Acknowledging the influence of these two Southern writers, Gerber, whose family moved to Miami Beach when she was a teen-ager, still considers her first home in Brooklyn the ``cauldron'' of her vocation. She began writing at the age of seven or eight: ``My aunt had a beauty shop. I used to listen to all the stories the women told. I wanted to write down everything that happened and everything I thought. I didn't think the people around me would understand what I was writing, but I felt that somewhere th ere were people who would understand.''

The kind of family life she portrays in her fiction surrounded her from the start, with an unintentional forcing-house effect. Living in Brooklyn with her parents, grandmother, and aunt, she felt ``crowded.'' Writing was a way of creating a place for herself.

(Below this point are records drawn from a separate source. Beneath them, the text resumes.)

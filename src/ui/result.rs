use ratatui::{
    prelude::*,
    widgets::{Block, Borders, Padding, Paragraph, Wrap},
};

use crate::app::{App, REVIEW_LINES_PER_ENTRY};
use crate::scoring::{GradeBand, ReviewEntry};

pub fn render(frame: &mut Frame, area: Rect, app: &App) {
    let Some(results) = app.results() else {
        return;
    };
    let grade_color = get_grade_color(results.grade);

    let chunks = Layout::vertical([
        Constraint::Length(9),
        Constraint::Length(2),
        Constraint::Fill(1),
        Constraint::Length(2),
    ])
    .margin(1)
    .split(area);

    let summary = vec![
        Line::from(Span::styled(
            "ผลการทำแบบทดสอบ",
            Style::default().fg(Color::Cyan).bold(),
        )),
        Line::from("คุณทำแบบทดสอบเสร็จสิ้นแล้ว".fg(Color::DarkGray)),
        Line::from(""),
        Line::from(results.grade.emoji()),
        Line::from(Span::styled(
            format!("{} / {}", results.score, results.total),
            Style::default().fg(Color::White).bold(),
        )),
        Line::from(
            format!("คะแนนที่ได้ {}%", results.rounded_percentage()).fg(Color::Gray),
        ),
        Line::from(""),
        Line::from(Span::styled(
            results.grade.message(),
            Style::default().fg(grade_color).bold(),
        )),
    ];
    let widget = Paragraph::new(summary).alignment(Alignment::Center).block(
        Block::default()
            .borders(Borders::BOTTOM)
            .border_style(Color::DarkGray),
    );
    frame.render_widget(widget, chunks[0]);

    let heading = Paragraph::new("สรุปคำตอบ")
        .fg(Color::White)
        .bold()
        .block(Block::default().padding(Padding::new(1, 1, 1, 0)));
    frame.render_widget(heading, chunks[1]);

    render_review(frame, chunks[2], &results.entries, app.result_scroll());
    render_controls(frame, chunks[3]);
}

fn get_grade_color(grade: GradeBand) -> Color {
    match grade {
        GradeBand::Excellent => Color::Green,
        GradeBand::Good => Color::Yellow,
        GradeBand::NeedsImprovement => Color::Red,
    }
}

fn review_lines(index: usize, entry: &ReviewEntry) -> [Line<'_>; REVIEW_LINES_PER_ENTRY] {
    let (symbol, color) = if entry.is_correct {
        ("✓", Color::Green)
    } else {
        ("✗", Color::Red)
    };

    let mut answer = vec![
        Span::raw("     "),
        Span::styled("คำตอบของคุณ: ", Style::default().fg(Color::DarkGray)),
        Span::styled(
            entry.user_option_text.as_deref().unwrap_or("-"),
            Style::default().fg(color),
        ),
    ];
    if !entry.is_correct {
        answer.push(Span::styled(
            format!(" (ถูกต้อง: {})", entry.correct_option_text),
            Style::default().fg(Color::Green),
        ));
    }

    [
        Line::from(vec![
            Span::styled(format!(" {} ", symbol), Style::default().fg(color).bold()),
            Span::styled(
                format!("ข้อ {}: ", index + 1),
                Style::default().fg(Color::Gray).bold(),
            ),
            Span::styled(entry.question_text.as_str(), Style::default().fg(Color::Gray)),
        ]),
        Line::from(answer),
        Line::from(""),
    ]
}

fn render_review(frame: &mut Frame, area: Rect, entries: &[ReviewEntry], scroll: usize) {
    let lines: Vec<Line> = entries
        .iter()
        .enumerate()
        .flat_map(|(index, entry)| review_lines(index, entry))
        .collect();

    let widget = Paragraph::new(lines)
        .wrap(Wrap { trim: false })
        .block(Block::default().padding(Padding::horizontal(1)))
        .scroll((u16::try_from(scroll).unwrap_or(u16::MAX), 0));
    frame.render_widget(widget, area);
}

fn render_controls(frame: &mut Frame, area: Rect) {
    let widget = Paragraph::new("j/k scroll  ·  r ทำแบบทดสอบใหม่  ·  q quit")
        .alignment(Alignment::Center)
        .fg(Color::DarkGray);
    frame.render_widget(widget, area);
}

Years later, when she was raising her own children, writing again provided a space for reflection.

After graduating from the University of Florida, Gerber and her husband attended graduate school at Brandeis. At one point, Gerber was told by an eminent professor she was ``only a woman and only a writer, and therefore not advised to pursue an advanced degree. There were men, after all, who needed those grants!'' (In the groves of academe during the early '60s, it seems, writers and women were equally suspect.) When she was offered a writing fellowship at Stanford University, however, her husband, who had just been offered a job at Boston University, told her, ``This is your chance.'' While she was a Wallace Stegner fellow at Stanford in 1962-63, her husband took care of their new baby and built a harpsichord. Their house now contains a music room with several such instruments.

Having lived in California since then, Gerber has set many stories there. Yet she does not consider herself a ``California'' writer. ``I don't write about typically `California' topics -- Malibu or the drug scene or Hollywood wives. And I feel that the emotions and experiences that are the impetus of my work still come from things that happened to me back East in Brooklyn or Miami Beach. I'm sort of an expatriate.''

When a writer draws so closely on her own experiences and on the characters and experiences of people she knows, does she ever feel constrained or inhibited in doing this? Gerber responded thoughtfully: ``You write about yourself, about your own experience. I knew that either I would write about my experiences and use the one talent I had or I would have to sacrifice that one talent.''

Anyone who has read Gerber's stories or novels will be grateful that she did not sacrifice that one talent.